"Threats to the Southern Hills Aquifer System Grow in Louisiana"

"A ten-parish area from greater Baton Rouge to St. Tammany Parish gets its drinking water from the Southern Hills Aquifer system--a number of interdependent units that start to the north in Mississippi. Over half a century of efforts to protect the aquifer from industry have yielded results but more needs to be done. Fracking in the Tuscaloosa Marine Shale play in Southeast Louisiana is one threat. New Orleans-based Helis Oil & Gas wants to drill down through the aquifer near Mandeville, La. this summer.

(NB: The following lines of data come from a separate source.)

//! Versioned on-disk form of a [`ClusterSet`].
//!
//! A snapshot is a ZIP archive with two entries:
//!
//! ```text
//! manifest.json    - format version, id, timestamps, checksum of clusters.json
//! clusters.json    - schema, centroid values and member indices
//! ```

mod format;
mod store;


pub use format::{AttributeRecord, ClusterRecord, ClusterSetRecord};
pub use store::{SNAPSHOT_EXTENSION, SnapshotStore, snapshot_name};

use chrono::{Datelike, Timelike, Utc};
use serde::{Deserialize, Serialize};
use sha2::{Digest, Sha256};
use std::fs::File;
use std::io::{Read, Write};
use std::path::Path;
use uuid::Uuid;
use zip::write::FileOptions;
use zip::{CompressionMethod, ZipArchive, ZipWriter};

use crate::clusterer::{ClusterSet, MiningError};

/// Current snapshot format version
pub const FORMAT_VERSION: u32 = 1;

const MANIFEST_ENTRY: &str = "manifest.json";
const CLUSTERS_ENTRY: &str = "clusters.json";

#[derive(Debug, Clone, Serialize, Deserialize)]
pub struct Manifest {
    pub version: u32,
    pub id: Uuid,
    pub created_at: String,
    pub generator: String,
    pub table: Option<String>,
    pub k: usize,
    pub attributes: Vec<String>,
    /// Hex SHA-256 of the clusters entry
    pub checksum: String,
}

fn checksum(bytes: &[u8]) -> String {
    hex::encode(Sha256::digest(bytes))
}

/// Write `clusters` to `path`, replacing any existing file
pub fn write(
    path: &Path,
    clusters: &ClusterSet,
    table: Option<&str>,
) -> Result<Manifest, MiningError> {
    let record = ClusterSetRecord::encode(clusters);
    let clusters_json = serde_json::to_vec_pretty(&record)?;

    let manifest = Manifest {
        version: FORMAT_VERSION,
        id: Uuid::new_v4(),
        created_at: Utc::now().to_rfc3339(),
        generator: format!("mixclust v{}", env!("CARGO_PKG_VERSION")),
        table: table.map(str::to_string),
        k: clusters.len(),
        attributes: record.schema.iter().map(|a| a.name().to_string()).collect(),
        checksum: checksum(&clusters_json),
    };
    let manifest_json = serde_json::to_vec_pretty(&manifest)?;

    let file = File::create(path)?;
    let mut zip = ZipWriter::new(file);
    let now = chrono::Local::now();
    let options: FileOptions<'_, ()> = FileOptions::default()
        .compression_method(CompressionMethod::Deflated)
        .last_modified_time(
            zip::DateTime::from_date_and_time(
                now.year() as u16,
                now.month() as u8,
                now.day() as u8,
                now.hour() as u8,
                now.minute() as u8,
                now.second() as u8,
            )
            .unwrap_or_default(),
        );

    zip.start_file(MANIFEST_ENTRY, options)?;
    zip.write_all(&manifest_json)?;
    zip.start_file(CLUSTERS_ENTRY, options)?;
    zip.write_all(&clusters_json)?;
    zip.finish()?;

    Ok(manifest)
}

/// Read a snapshot written by [`write`], verifying version and checksum
pub fn read(path: &Path) -> Result<(Manifest, ClusterSet), MiningError> {
    let file = File::open(path)?;
    let mut archive = ZipArchive::new(file)?;

    let manifest: Manifest = {
        let mut entry = archive.by_name(MANIFEST_ENTRY)?;
        let mut contents = String::new();
        entry.read_to_string(&mut contents)?;
        serde_json::from_str(&contents)?
    };
    if manifest.version != FORMAT_VERSION {
        return Err(MiningError::UnsupportedVersion {
            found: manifest.version,
            expected: FORMAT_VERSION,
        });
    }

    let clusters_json = {
        let mut entry = archive.by_name(CLUSTERS_ENTRY)?;
        let mut contents = Vec::new();
        entry.read_to_end(&mut contents)?;
        contents
    };
    if checksum(&clusters_json) != manifest.checksum {
        return Err(MiningError::Corrupt(format!(
            "{} does not match its checksum",
            CLUSTERS_ENTRY
        )));
    }

    let record: ClusterSetRecord = serde_json::from_slice(&clusters_json)?;
    let clusters = record.decode()?;
    if clusters.len() != manifest.k {
        return Err(MiningError::Corrupt(format!(
            "manifest declares k={} but {} clusters were stored",
            manifest.k,
            clusters.len()
        )));
    }

    Ok((manifest, clusters))
}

A bigger menace, however, is salt's entry into the system as water demand swells in Baton Rouge.

Meanwhile, New Orleans uses some groundwater for industry, including power generation, from the Gonzales-New Orleans aquifer. But the Crescent City relies on the Mississippi River for drinking water."

Salinity has increased in the Southern Hills Aquifer system because of water needs in and around Baton Rouge. "Both industry and public supply users, such as the Baton Rouge Water Company, are drawing saline water north across the Baton Rouge fault from the south towards a demand center--a cluster of industries north of downtown Baton Rouge," geologist and hydrologist Douglas Carlson, an assistant professor of research at Louisiana State University, said last week. "Public supply wells tend to be spread out in East Baton Rouge Parish, and their demand is more diffuse than industries concentrated north of downtown Baton Rouge."

Susan Buchanan reports for the Louisiana Weekly May 19, 2014 via the Huffington Post.

SEE ALSO:

"Retired Gen. Honore Storms Fracking Battlefield in St. Tammany as Recall Efforts Begin for Elected Officials" (Bauou Buzz)

"Fracking Plan Creates Water Worries in St. Tammany" (Louisiana Weekly)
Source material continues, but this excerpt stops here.